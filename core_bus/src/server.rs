// SPDX-License-Identifier: BSD-3-Clause
// Copyright 2025. Triad National Security, LLC.

//! Bus server: method dispatch, connection handles, and subscriptions.
//!
//! One listener thread drives all connections through the socket-server
//! epoll loop. Handlers run inline on that thread and receive the decoded
//! parameter map plus a handle; they must respond, return an error, or (for
//! subscription methods) accept the subscription. A handle may be kept to
//! respond later; [`BusCtl`] is the cloneable, thread-safe way to do so.

use std::convert::Infallible;
use std::io::Write;
use std::net::Shutdown;
use std::os::unix::net::UnixStream;
use std::path::Path;
use std::sync::{Arc, Mutex};

use log::*;

use gg_lib::{Arena, GgError, Map, Object};

use crate::socket_server::{socket_server_listen, ClientHooks};
use crate::{
    interface_socket_path, read_request, tlv, Error, FrameKind, Handle, COREBUS_MAX_CLIENTS,
    COREBUS_MAX_MSG_LEN,
};

/// Receives client invocations of one method. The handle must be used to
/// respond or return an error; it may be saved to respond later.
/// Subscriptions must be accepted before responding on them.
pub type BusHandlerFn<T> = fn(&mut T, &mut Conns<T>, Map<'_>, Handle);

/// Runs when a subscription closes, on the listener thread.
pub type SubCloseFn<T> = fn(&mut T, Handle);

/// Method table entry for a bus interface.
pub struct MethodDesc<T> {
    pub name: &'static str,
    pub is_subscription: bool,
    pub handler: BusHandlerFn<T>,
}

enum SlotState {
    Free,
    /// Connected; `kind` is set once the first frame arrives, and `inflight`
    /// while a call awaits its response.
    Open {
        kind: Option<FrameKind>,
        inflight: bool,
    },
    Subscribed,
    /// Response sent or error returned; awaiting teardown by the listener.
    Closing {
        was_subscribed: bool,
    },
}

struct SlotMeta {
    generation: u16,
    state: SlotState,
    conn: Option<Arc<SendConn>>,
}

impl Default for SlotMeta {
    fn default() -> Self {
        SlotMeta {
            generation: 0,
            state: SlotState::Free,
            conn: None,
        }
    }
}

/// The write half of a connection. All sends serialize on the mutex so
/// `respond` is safe from any thread.
struct SendConn {
    write: Mutex<UnixStream>,
}

impl SendConn {
    fn send(&self, frame: &[u8]) {
        let mut stream = self.write.lock().unwrap();
        if let Err(e) = stream.write_all(frame) {
            // Peer is gone or its buffer stayed full past the timeout; the
            // message is dropped.
            warn!("dropping response frame: {e}");
        }
    }

    fn shutdown(&self) {
        let stream = self.write.lock().unwrap();
        let _ = stream.shutdown(Shutdown::Both);
    }

    fn set_read_timeout_off(&self) {
        let stream = self.write.lock().unwrap();
        let _ = stream.set_read_timeout(None);
    }
}

struct Shared {
    slots: Mutex<Vec<SlotMeta>>,
}

impl Shared {
    /// Resolve a handle to its slot index, checking the generation.
    fn resolve(slots: &[SlotMeta], handle: Handle) -> Option<usize> {
        let (idx, generation) = handle.unpack(COREBUS_MAX_CLIENTS)?;
        let meta = slots.get(idx)?;
        if meta.generation != generation || matches!(meta.state, SlotState::Free) {
            return None;
        }
        Some(idx)
    }

    fn respond(&self, handle: Handle, obj: Object<'_>) {
        let frame = match crate::encode_response_obj(obj) {
            Ok(frame) => frame,
            Err(e) => {
                error!("failed to encode response: {e}");
                self.return_err(handle, e);
                return;
            }
        };

        enum Case {
            Stream,
            FinishCall,
            FinishNotify,
            Invalid(&'static str),
        }

        let mut slots = self.slots.lock().unwrap();
        let Some(idx) = Self::resolve(&slots, handle) else {
            warn!("respond on an invalid handle");
            return;
        };

        let case = match slots[idx].state {
            SlotState::Subscribed => Case::Stream,
            SlotState::Open {
                kind: Some(FrameKind::Call),
                ..
            } => Case::FinishCall,
            SlotState::Open {
                kind: Some(FrameKind::Notify),
                ..
            } => Case::FinishNotify,
            SlotState::Open { .. } => Case::Invalid("respond on a subscription before accept"),
            _ => Case::Invalid("respond on a connection in an invalid state"),
        };

        match case {
            Case::Stream => {
                let conn = slots[idx].conn.clone();
                drop(slots);
                if let Some(conn) = conn {
                    conn.send(&frame);
                }
            }
            Case::FinishCall => {
                let conn = slots[idx].conn.clone();
                slots[idx].state = SlotState::Closing {
                    was_subscribed: false,
                };
                drop(slots);
                if let Some(conn) = conn {
                    conn.send(&frame);
                    conn.shutdown();
                }
            }
            Case::FinishNotify => {
                // Notifications have no response path; just finish.
                let conn = slots[idx].conn.clone();
                slots[idx].state = SlotState::Closing {
                    was_subscribed: false,
                };
                drop(slots);
                if let Some(conn) = conn {
                    conn.shutdown();
                }
            }
            Case::Invalid(msg) => warn!("{msg}"),
        }
    }

    fn return_err(&self, handle: Handle, err: GgError) {
        let frame = crate::encode_response_err(err);

        let mut slots = self.slots.lock().unwrap();
        let Some(idx) = Self::resolve(&slots, handle) else {
            warn!("return_err on an invalid handle");
            return;
        };

        let was_subscribed = match slots[idx].state {
            SlotState::Subscribed => true,
            SlotState::Open { .. } => false,
            _ => {
                warn!("return_err on a connection in an invalid state");
                return;
            }
        };

        let conn = slots[idx].conn.clone();
        slots[idx].state = SlotState::Closing { was_subscribed };
        drop(slots);

        if let Some(conn) = conn {
            conn.send(&frame);
            conn.shutdown();
        }
    }

    fn server_sub_close(&self, handle: Handle) {
        let frame = crate::encode_response_close();

        let mut slots = self.slots.lock().unwrap();
        let Some(idx) = Self::resolve(&slots, handle) else {
            warn!("server_sub_close on an invalid handle");
            return;
        };

        if !matches!(slots[idx].state, SlotState::Subscribed) {
            warn!("server_sub_close on a handle that is not subscribed");
            return;
        }

        let conn = slots[idx].conn.clone();
        slots[idx].state = SlotState::Closing {
            was_subscribed: true,
        };
        drop(slots);

        if let Some(conn) = conn {
            conn.send(&frame);
            conn.shutdown();
        }
    }
}

/// Cloneable, `Send + Sync` surface for responding outside the listener
/// thread (deferred call responses, subscription streaming from workers).
#[derive(Clone)]
pub struct BusCtl {
    shared: Arc<Shared>,
}

impl BusCtl {
    /// Send a response. Closes call connections; streams one frame on
    /// subscribed handles.
    pub fn respond(&self, handle: Handle, obj: Object<'_>) {
        self.shared.respond(handle, obj);
    }

    /// Respond with an error and close the connection.
    pub fn return_err(&self, handle: Handle, err: GgError) {
        self.shared.return_err(handle, err);
    }

    /// Close a subscribed handle, sending the final close frame.
    pub fn server_sub_close(&self, handle: Handle) {
        self.shared.server_sub_close(handle);
    }
}

/// Connection table passed to handlers on the listener thread.
pub struct Conns<T> {
    shared: Arc<Shared>,
    reads: Vec<Option<UnixStream>>,
    on_close: Vec<Option<SubCloseFn<T>>>,
}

┄┄┄┄┄┄┄┄┄┄┄┄┄┄┄┄┄┄┄┄

WORK TO COMPLETE
Set all the entries above down again exactly.

REPLY TO THE EXERCISE
filename core_bus/src/server.rs
// SPDX-License-Identifier: BSD-3-Clause
// Copyright 2025. Triad National Security, LLC.

//! Bus server: method dispatch, connection handles, and subscriptions.
//!
//! One listener thread drives all connections through the socket-server
//! epoll loop. Handlers run inline on that thread and receive the decoded
//! parameter map plus a handle; they must respond, return an error, or (for
//! subscription methods) accept the subscription. A handle may be kept to
//! respond later; [`BusCtl`] is the cloneable, thread-safe way to do so.

use std::convert::Infallible;
use std::io::Write;
use std::net::Shutdown;
use std::os::unix::net::UnixStream;
use std::path::Path;
use std::sync::{Arc, Mutex};

use log::*;

use gg_lib::{Arena, GgError, Map, Object};

use crate::socket_server::{socket_server_listen, ClientHooks};
use crate::{
    interface_socket_path, read_request, tlv, Error, FrameKind, Handle, COREBUS_MAX_CLIENTS,
    COREBUS_MAX_MSG_LEN,
};

/// Receives client invocations of one method. The handle must be used to
/// respond or return an error; it may be saved to respond later.
/// Subscriptions must be accepted before responding on them.
pub type BusHandlerFn<T> = fn(&mut T, &mut Conns<T>, Map<'_>, Handle);

/// Runs when a subscription closes, on the listener thread.
pub type SubCloseFn<T> = fn(&mut T, Handle);

/// Method table entry for a bus interface.
pub struct MethodDesc<T> {
    pub name: &'static str,
    pub is_subscription: bool,
    pub handler: BusHandlerFn<T>,
}

enum SlotState {
    Free,
    /// Connected; `kind` is set once the first frame arrives, and `inflight`
    /// while a call awaits its response.
    Open {
        kind: Option<FrameKind>,
        inflight: bool,
    },
    Subscribed,
    /// Response sent or error returned; awaiting teardown by the listener.
    Closing {
        was_subscribed: bool,
    },
}

struct SlotMeta {
    generation: u16,
    state: SlotState,
    conn: Option<Arc<SendConn>>,
}

impl Default for SlotMeta {
    fn default() -> Self {
        SlotMeta {
            generation: 0,
            state: SlotState::Free,
            conn: None,
        }
    }
}

/// The write half of a connection. All sends serialize on the mutex so
/// `respond` is safe from any thread.
struct SendConn {
    write: Mutex<UnixStream>,
}

impl SendConn {
    fn send(&self, frame: &[u8]) {
        let mut stream = self.write.lock().unwrap();
        if let Err(e) = stream.write_all(frame) {
            // Peer is gone or its buffer stayed full past the timeout; the
            // message is dropped.
            warn!("dropping response frame: {e}");
        }
    }

    fn shutdown(&self) {
        let stream = self.write.lock().unwrap();
        let _ = stream.shutdown(Shutdown::Both);
    }

    fn set_read_timeout_off(&self) {
        let stream = self.write.lock().unwrap();
        let _ = stream.set_read_timeout(None);
    }
}

struct Shared {
    slots: Mutex<Vec<SlotMeta>>,
}

impl Shared {
    /// Resolve a handle to its slot index, checking the generation.
    fn resolve(slots: &[SlotMeta], handle: Handle) -> Option<usize> {
        let (idx, generation) = handle.unpack(COREBUS_MAX_CLIENTS)?;
        let meta = slots.get(idx)?;
        if meta.generation != generation || matches!(meta.state, SlotState::Free) {
            return None;
        }
        Some(idx)
    }

    fn respond(&self, handle: Handle, obj: Object<'_>) {
        let frame = match crate::encode_response_obj(obj) {
            Ok(frame) => frame,
            Err(e) => {
                error!("failed to encode response: {e}");
                self.return_err(handle, e);
                return;
            }
        };

        enum Case {
            Stream,
            FinishCall,
            FinishNotify,
            Invalid(&'static str),
        }

        let mut slots = self.slots.lock().unwrap();
        let Some(idx) = Self::resolve(&slots, handle) else {
            warn!("respond on an invalid handle");
            return;
        };

        let case = match slots[idx].state {
            SlotState::Subscribed => Case::Stream,
            SlotState::Open {
                kind: Some(FrameKind::Call),
                ..
            } => Case::FinishCall,
            SlotState::Open {
                kind: Some(FrameKind::Notify),
                ..
            } => Case::FinishNotify,
            SlotState::Open { .. } => Case::Invalid("respond on a subscription before accept"),
            _ => Case::Invalid("respond on a connection in an invalid state"),
        };

        match case {
            Case::Stream => {
                let conn = slots[idx].conn.clone();
                drop(slots);
                if let Some(conn) = conn {
                    conn.send(&frame);
                }
            }
            Case::FinishCall => {
                let conn = slots[idx].conn.clone();
                slots[idx].state = SlotState::Closing {
                    was_subscribed: false,
                };
                drop(slots);
                if let Some(conn) = conn {
                    conn.send(&frame);
                    conn.shutdown();
                }
            }
            Case::FinishNotify => {
                // Notifications have no response path; just finish.
                let conn = slots[idx].conn.clone();
                slots[idx].state = SlotState::Closing {
                    was_subscribed: false,
                };
                drop(slots);
                if let Some(conn) = conn {
                    conn.shutdown();
                }
            }
            Case::Invalid(msg) => warn!("{msg}"),
        }
    }

    fn return_err(&self, handle: Handle, err: GgError) {
        let frame = crate::encode_response_err(err);

        let mut slots = self.slots.lock().unwrap();
        let Some(idx) = Self::resolve(&slots, handle) else {
            warn!("return_err on an invalid handle");
            return;
        };

        let was_subscribed = match slots[idx].state {
            SlotState::Subscribed => true,
            SlotState::Open { .. } => false,
            _ => {
                warn!("return_err on a connection in an invalid state");
                return;
            }
        };

        let conn = slots[idx].conn.clone();
        slots[idx].state = SlotState::Closing { was_subscribed };
        drop(slots);

        if let Some(conn) = conn {
            conn.send(&frame);
            conn.shutdown();
        }
    }

    fn server_sub_close(&self, handle: Handle) {
        let frame = crate::encode_response_close();

        let mut slots = self.slots.lock().unwrap();
        let Some(idx) = Self::resolve(&slots, handle) else {
            warn!("server_sub_close on an invalid handle");
            return;
        };

        if !matches!(slots[idx].state, SlotState::Subscribed) {
            warn!("server_sub_close on a handle that is not subscribed");
            return;
        }

        let conn = slots[idx].conn.clone();
        slots[idx].state = SlotState::Closing {
            was_subscribed: true,
        };
        drop(slots);

        if let Some(conn) = conn {
            conn.send(&frame);
            conn.shutdown();
        }
    }
}

/// Cloneable, `Send + Sync` surface for responding outside the listener
/// thread (deferred call responses, subscription streaming from workers).
#[derive(Clone)]
pub struct BusCtl {
    shared: Arc<Shared>,
}

impl BusCtl {
    /// Send a response. Closes call connections; streams one frame on
    /// subscribed handles.
    pub fn respond(&self, handle: Handle, obj: Object<'_>) {
        self.shared.respond(handle, obj);
    }

    /// Respond with an error and close the connection.
    pub fn return_err(&self, handle: Handle, err: GgError) {
        self.shared.return_err(handle, err);
    }

    /// Close a subscribed handle, sending the final close frame.
    pub fn server_sub_close(&self, handle: Handle) {
        self.shared.server_sub_close(handle);
    }
}

/// Connection table passed to handlers on the listener thread.
pub struct Conns<T> {
    shared: Arc<Shared>,
    reads: Vec<Option<UnixStream>>,
    on_close: Vec<Option<SubCloseFn<T>>>,
}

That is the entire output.